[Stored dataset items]
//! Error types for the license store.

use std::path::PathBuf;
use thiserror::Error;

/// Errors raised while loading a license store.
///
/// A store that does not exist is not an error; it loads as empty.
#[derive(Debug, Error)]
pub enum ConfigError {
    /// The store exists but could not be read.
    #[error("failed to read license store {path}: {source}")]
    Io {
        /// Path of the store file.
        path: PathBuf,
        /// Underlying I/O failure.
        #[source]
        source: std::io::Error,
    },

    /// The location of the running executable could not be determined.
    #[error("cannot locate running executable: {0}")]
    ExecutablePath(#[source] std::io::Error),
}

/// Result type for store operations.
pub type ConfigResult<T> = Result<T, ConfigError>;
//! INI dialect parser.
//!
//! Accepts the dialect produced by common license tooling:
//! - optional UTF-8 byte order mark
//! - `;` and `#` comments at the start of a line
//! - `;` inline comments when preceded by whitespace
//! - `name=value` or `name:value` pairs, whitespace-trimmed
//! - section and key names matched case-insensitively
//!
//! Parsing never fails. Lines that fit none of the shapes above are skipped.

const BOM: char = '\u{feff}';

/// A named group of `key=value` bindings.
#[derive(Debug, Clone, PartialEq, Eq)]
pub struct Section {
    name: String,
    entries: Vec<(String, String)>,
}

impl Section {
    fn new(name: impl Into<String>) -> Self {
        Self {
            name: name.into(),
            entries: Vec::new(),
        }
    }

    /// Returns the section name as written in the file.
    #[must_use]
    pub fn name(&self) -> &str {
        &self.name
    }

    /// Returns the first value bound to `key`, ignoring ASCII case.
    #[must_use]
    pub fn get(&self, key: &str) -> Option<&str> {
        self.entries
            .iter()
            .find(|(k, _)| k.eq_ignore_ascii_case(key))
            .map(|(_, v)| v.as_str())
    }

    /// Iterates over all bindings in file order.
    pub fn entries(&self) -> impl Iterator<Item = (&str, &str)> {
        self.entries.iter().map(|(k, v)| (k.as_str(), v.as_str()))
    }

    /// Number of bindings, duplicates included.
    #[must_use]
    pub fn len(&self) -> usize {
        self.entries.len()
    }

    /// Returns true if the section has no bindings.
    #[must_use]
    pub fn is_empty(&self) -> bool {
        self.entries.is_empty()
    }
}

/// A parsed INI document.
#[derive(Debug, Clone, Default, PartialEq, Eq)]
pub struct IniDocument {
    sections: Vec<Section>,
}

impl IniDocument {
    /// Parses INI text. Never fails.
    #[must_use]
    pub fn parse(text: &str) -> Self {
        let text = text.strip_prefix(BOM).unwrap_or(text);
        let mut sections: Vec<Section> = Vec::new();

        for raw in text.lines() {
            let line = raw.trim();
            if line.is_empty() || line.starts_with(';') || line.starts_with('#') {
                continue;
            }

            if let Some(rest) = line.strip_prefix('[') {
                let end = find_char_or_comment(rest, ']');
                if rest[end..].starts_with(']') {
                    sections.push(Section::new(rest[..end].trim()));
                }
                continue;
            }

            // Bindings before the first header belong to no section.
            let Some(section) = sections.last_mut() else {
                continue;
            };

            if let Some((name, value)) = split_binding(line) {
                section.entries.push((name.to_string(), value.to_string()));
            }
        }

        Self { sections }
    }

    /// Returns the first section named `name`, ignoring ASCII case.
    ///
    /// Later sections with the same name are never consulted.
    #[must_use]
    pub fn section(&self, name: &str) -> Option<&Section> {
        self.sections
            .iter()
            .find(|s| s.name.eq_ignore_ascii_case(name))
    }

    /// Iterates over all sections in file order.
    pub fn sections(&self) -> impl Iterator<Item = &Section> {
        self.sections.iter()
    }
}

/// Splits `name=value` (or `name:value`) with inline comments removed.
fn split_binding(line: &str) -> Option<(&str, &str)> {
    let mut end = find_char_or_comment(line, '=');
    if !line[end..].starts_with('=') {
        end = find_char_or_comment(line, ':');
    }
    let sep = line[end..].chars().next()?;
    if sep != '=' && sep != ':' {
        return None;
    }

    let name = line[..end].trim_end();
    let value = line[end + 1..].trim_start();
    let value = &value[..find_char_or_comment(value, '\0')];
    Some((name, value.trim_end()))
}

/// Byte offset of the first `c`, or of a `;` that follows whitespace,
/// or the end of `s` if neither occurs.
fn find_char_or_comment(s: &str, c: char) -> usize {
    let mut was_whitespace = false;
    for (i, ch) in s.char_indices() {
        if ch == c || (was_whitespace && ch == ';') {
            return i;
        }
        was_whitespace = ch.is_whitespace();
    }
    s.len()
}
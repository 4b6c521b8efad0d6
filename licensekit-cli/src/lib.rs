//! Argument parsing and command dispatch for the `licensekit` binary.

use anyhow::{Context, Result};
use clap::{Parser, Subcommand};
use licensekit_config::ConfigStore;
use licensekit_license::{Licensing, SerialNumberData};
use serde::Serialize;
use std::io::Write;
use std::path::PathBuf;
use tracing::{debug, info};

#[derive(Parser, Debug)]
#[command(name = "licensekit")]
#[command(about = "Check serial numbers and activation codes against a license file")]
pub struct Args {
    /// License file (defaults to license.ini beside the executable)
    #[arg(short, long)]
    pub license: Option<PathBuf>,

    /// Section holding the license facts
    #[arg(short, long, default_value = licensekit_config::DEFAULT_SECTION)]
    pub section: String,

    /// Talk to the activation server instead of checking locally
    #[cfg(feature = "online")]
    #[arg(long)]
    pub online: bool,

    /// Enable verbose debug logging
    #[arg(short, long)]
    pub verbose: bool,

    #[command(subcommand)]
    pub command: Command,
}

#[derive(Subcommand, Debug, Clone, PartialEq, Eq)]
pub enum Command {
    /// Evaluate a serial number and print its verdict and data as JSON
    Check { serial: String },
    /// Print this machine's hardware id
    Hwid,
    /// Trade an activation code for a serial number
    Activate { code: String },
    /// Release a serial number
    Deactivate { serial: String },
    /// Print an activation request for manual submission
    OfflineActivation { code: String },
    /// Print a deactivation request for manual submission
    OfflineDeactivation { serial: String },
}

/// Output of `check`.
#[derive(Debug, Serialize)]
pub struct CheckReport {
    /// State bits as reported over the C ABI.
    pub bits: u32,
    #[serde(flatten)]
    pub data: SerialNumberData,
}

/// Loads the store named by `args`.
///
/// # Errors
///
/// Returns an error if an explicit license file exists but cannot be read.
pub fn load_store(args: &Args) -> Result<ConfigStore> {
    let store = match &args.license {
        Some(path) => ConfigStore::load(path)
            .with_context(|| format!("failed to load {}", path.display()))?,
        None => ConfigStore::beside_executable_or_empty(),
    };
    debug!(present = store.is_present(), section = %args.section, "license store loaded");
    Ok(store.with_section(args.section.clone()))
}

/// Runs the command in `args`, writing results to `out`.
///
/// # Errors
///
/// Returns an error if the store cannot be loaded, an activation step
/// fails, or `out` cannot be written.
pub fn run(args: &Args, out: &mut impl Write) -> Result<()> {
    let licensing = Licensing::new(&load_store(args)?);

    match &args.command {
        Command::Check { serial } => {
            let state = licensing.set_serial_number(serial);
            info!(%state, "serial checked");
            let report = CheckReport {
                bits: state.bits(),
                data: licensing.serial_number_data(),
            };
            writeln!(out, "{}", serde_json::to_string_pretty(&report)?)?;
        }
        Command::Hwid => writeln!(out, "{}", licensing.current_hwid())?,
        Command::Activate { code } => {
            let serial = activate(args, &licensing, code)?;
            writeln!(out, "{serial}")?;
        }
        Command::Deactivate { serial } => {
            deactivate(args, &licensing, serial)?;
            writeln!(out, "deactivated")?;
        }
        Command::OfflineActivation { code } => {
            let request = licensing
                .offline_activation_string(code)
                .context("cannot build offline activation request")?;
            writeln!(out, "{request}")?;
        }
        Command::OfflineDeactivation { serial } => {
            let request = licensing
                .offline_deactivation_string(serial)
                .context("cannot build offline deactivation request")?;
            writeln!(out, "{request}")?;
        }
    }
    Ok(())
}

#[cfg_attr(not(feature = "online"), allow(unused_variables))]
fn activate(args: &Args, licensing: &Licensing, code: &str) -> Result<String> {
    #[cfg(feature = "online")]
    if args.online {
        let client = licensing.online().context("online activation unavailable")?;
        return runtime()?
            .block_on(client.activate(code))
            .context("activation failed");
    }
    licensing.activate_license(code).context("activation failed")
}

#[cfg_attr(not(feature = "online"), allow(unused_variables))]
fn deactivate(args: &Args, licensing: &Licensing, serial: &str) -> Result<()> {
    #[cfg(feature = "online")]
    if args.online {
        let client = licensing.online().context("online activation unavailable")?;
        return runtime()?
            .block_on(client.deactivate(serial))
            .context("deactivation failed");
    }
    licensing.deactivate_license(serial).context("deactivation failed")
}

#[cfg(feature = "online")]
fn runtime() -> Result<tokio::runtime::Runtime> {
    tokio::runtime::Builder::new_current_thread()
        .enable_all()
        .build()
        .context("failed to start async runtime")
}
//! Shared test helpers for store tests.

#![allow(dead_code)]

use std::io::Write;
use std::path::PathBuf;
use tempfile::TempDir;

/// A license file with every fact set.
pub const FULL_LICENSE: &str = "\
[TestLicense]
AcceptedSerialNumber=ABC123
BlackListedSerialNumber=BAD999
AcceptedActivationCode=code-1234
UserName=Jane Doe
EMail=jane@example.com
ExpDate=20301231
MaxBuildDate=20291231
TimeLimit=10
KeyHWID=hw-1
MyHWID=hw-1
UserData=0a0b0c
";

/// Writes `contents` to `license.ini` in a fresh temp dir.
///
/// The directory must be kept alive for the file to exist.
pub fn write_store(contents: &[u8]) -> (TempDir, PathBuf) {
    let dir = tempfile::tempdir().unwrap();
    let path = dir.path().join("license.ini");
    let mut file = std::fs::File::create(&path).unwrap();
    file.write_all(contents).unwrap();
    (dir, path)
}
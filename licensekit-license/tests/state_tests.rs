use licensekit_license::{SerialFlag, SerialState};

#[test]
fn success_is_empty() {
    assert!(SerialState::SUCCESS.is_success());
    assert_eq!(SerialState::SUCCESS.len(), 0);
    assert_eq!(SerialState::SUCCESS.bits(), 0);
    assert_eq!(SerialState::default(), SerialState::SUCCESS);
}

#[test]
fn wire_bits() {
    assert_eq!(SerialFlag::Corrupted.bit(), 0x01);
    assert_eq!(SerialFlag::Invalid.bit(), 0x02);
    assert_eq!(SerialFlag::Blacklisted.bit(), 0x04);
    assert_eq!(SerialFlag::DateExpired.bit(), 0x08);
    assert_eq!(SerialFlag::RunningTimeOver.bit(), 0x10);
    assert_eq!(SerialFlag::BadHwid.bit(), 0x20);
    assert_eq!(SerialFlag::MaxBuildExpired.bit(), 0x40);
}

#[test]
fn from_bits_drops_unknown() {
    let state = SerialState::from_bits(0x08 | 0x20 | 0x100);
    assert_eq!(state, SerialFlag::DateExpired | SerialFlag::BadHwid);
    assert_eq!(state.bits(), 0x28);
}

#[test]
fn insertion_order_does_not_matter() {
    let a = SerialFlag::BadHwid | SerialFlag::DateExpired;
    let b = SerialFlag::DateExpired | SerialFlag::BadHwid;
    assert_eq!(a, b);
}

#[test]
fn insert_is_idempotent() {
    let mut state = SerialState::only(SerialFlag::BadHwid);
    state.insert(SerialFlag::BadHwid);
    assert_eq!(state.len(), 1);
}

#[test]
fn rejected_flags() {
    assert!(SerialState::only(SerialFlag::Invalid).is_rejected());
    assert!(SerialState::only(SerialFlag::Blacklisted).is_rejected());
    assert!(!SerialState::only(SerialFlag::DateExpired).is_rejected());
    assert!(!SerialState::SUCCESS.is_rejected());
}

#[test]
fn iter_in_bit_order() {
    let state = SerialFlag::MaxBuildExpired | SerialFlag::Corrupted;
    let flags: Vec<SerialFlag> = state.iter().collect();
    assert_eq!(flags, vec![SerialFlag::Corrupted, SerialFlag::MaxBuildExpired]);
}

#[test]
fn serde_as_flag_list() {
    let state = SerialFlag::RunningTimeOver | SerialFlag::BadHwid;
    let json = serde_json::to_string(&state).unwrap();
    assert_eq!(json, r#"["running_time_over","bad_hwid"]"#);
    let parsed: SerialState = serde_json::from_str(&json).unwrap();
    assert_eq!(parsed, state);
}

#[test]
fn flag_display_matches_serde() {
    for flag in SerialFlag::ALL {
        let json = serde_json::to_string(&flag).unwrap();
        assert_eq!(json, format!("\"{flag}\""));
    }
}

### Assigned task
Determine how many lines of the records above hold the word "IniDocument" and give the number with nothing added.

### Reply
2